### Exercise aim
Look below for the line that has "impl Default for". Set down the lines from there through the line that has "Config file in", exactly as written.

### Available data

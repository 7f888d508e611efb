//! Wisdom configuration
//!
//! Resolved once at startup with precedence:
//! environment variables > `.exarp_no_wisdom` marker > `.exarp_wisdom_config` > defaults.
//!
//! ```text
//! EXARP_WISDOM_SOURCE=<source_id>   default source (pistis_sophia)
//! EXARP_WISDOM_HEBREW=1             allow Hebrew sources as default
//! EXARP_WISDOM_HEBREW_ONLY=1        only Hebrew sources as default
//! EXARP_DISABLE_WISDOM=1            turn advice off entirely
//! ```

use anyhow::{Context, Result};
use serde::{Deserialize, Serialize};
use std::fs;
use std::path::{Path, PathBuf};

pub const CONFIG_FILE_NAME: &str = ".exarp_wisdom_config";
pub const DISABLE_MARKER_NAME: &str = ".exarp_no_wisdom";
pub const DEFAULT_SOURCE: &str = "pistis_sophia";

pub const ENV_SOURCE: &str = "EXARP_WISDOM_SOURCE";
pub const ENV_HEBREW: &str = "EXARP_WISDOM_HEBREW";
pub const ENV_HEBREW_ONLY: &str = "EXARP_WISDOM_HEBREW_ONLY";
pub const ENV_DISABLE: &str = "EXARP_DISABLE_WISDOM";

/// Resolved configuration consumed by the engine
#[derive(Debug, Clone, Serialize, Deserialize, PartialEq, Eq)]
#[serde(default)]
pub struct Config {
    /// Default source id
    pub source: String,
    pub hebrew_enabled: bool,
    pub hebrew_only: bool,
    pub disabled: bool,
}

impl Default for Config {
    fn default() -> Self {
        Self {
            source: DEFAULT_SOURCE.to_string(),
            hebrew_enabled: false,
            hebrew_only: false,
            disabled: false,
        }
    }
}

/// Where the file-based layers live
#[derive(Debug, Clone)]
pub struct ConfigPaths {
    pub config_file: PathBuf,
    pub marker_file: PathBuf,
}

impl ConfigPaths {
    /// Config file in `home` if one exists there, else in `work_dir`.
    /// The marker is always looked up in `work_dir`.
    pub fn resolve(work_dir: &Path, home: Option<&Path>) -> Self {
        let home_config = home.map(|h| h.join(CONFIG_FILE_NAME));
        let config_file = match home_config {
            Some(path) if path.exists() => path,
            _ => work_dir.join(CONFIG_FILE_NAME),
        };
        Self {
            config_file,
            marker_file: work_dir.join(DISABLE_MARKER_NAME),
        }
    }

    /// Paths for the current process
    pub fn discover() -> Result<Self> {
        let work_dir = std::env::current_dir().context("Failed to read working directory")?;
        Ok(Self::resolve(&work_dir, dirs::home_dir().as_deref()))
    }
}

fn parse_flag(name: &str, raw: &str) -> Option<bool> {
    match raw.trim().to_ascii_lowercase().as_str() {
        "1" | "true" | "yes" | "on" => Some(true),
        "0" | "false" | "no" | "off" | "" => Some(false),
        other => {
            tracing::warn!(variable = name, value = other, "Ignoring unrecognized flag value");
            None
        }
    }
}

impl Config {
    /// Load from the process environment and the discovered paths
    pub fn load() -> Result<Self> {
        let paths = ConfigPaths::discover()?;
        Ok(Self::load_with(&paths, |key| std::env::var(key).ok()))
    }

    /// Load from explicit paths and an environment lookup
    pub fn load_with(paths: &ConfigPaths, env: impl Fn(&str) -> Option<String>) -> Self {
        let mut config = Self::read_file(&paths.config_file).unwrap_or_default();

        if paths.marker_file.exists() {
            tracing::debug!(marker = %paths.marker_file.display(), "Wisdom disabled by marker file");
            config.disabled = true;
        }

        if let Some(source) = env(ENV_SOURCE).filter(|s| !s.trim().is_empty()) {
            config.source = source.trim().to_string();
        }
        let flags: [(&str, &mut bool); 3] = [
            (ENV_HEBREW, &mut config.hebrew_enabled),
            (ENV_HEBREW_ONLY, &mut config.hebrew_only),
            (ENV_DISABLE, &mut config.disabled),
        ];
        for (name, slot) in flags {
            if let Some(value) = env(name).and_then(|raw| parse_flag(name, &raw)) {
                *slot = value;
            }
        }

        config
    }

    /// Parse the JSON config file. Missing file is `None`; a malformed one is
    /// logged and treated as missing.
    fn read_file(path: &Path) -> Option<Self> {
        let contents = fs::read_to_string(path).ok()?;
        match serde_json::from_str(&contents) {
            Ok(config) => Some(config),
            Err(e) => {
                tracing::warn!(path = %path.display(), error = %e, "Ignoring malformed wisdom config");
                None
            }
        }
    }

    /// Write as pretty JSON, creating parent directories
    pub fn save(&self, path: &Path) -> Result<()> {
        if let Some(parent) = path.parent() {
            fs::create_dir_all(parent)
                .with_context(|| format!("Failed to create config directory {:?}", parent))?;
        }
        let json = serde_json::to_string_pretty(self)?;
        fs::write(path, json).with_context(|| format!("Failed to write config to {:?}", path))?;
        Ok(())
    }
}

### Solution for this exercise
impl Default for Config {
    fn default() -> Self {
        Self {
            source: DEFAULT_SOURCE.to_string(),
            hebrew_enabled: false,
            hebrew_only: false,
            disabled: false,
        }
    }
}

/// Where the file-based layers live
#[derive(Debug, Clone)]
pub struct ConfigPaths {
    pub config_file: PathBuf,
    pub marker_file: PathBuf,
}

impl ConfigPaths {
    /// Config file in `home` if one exists there, else in `work_dir`.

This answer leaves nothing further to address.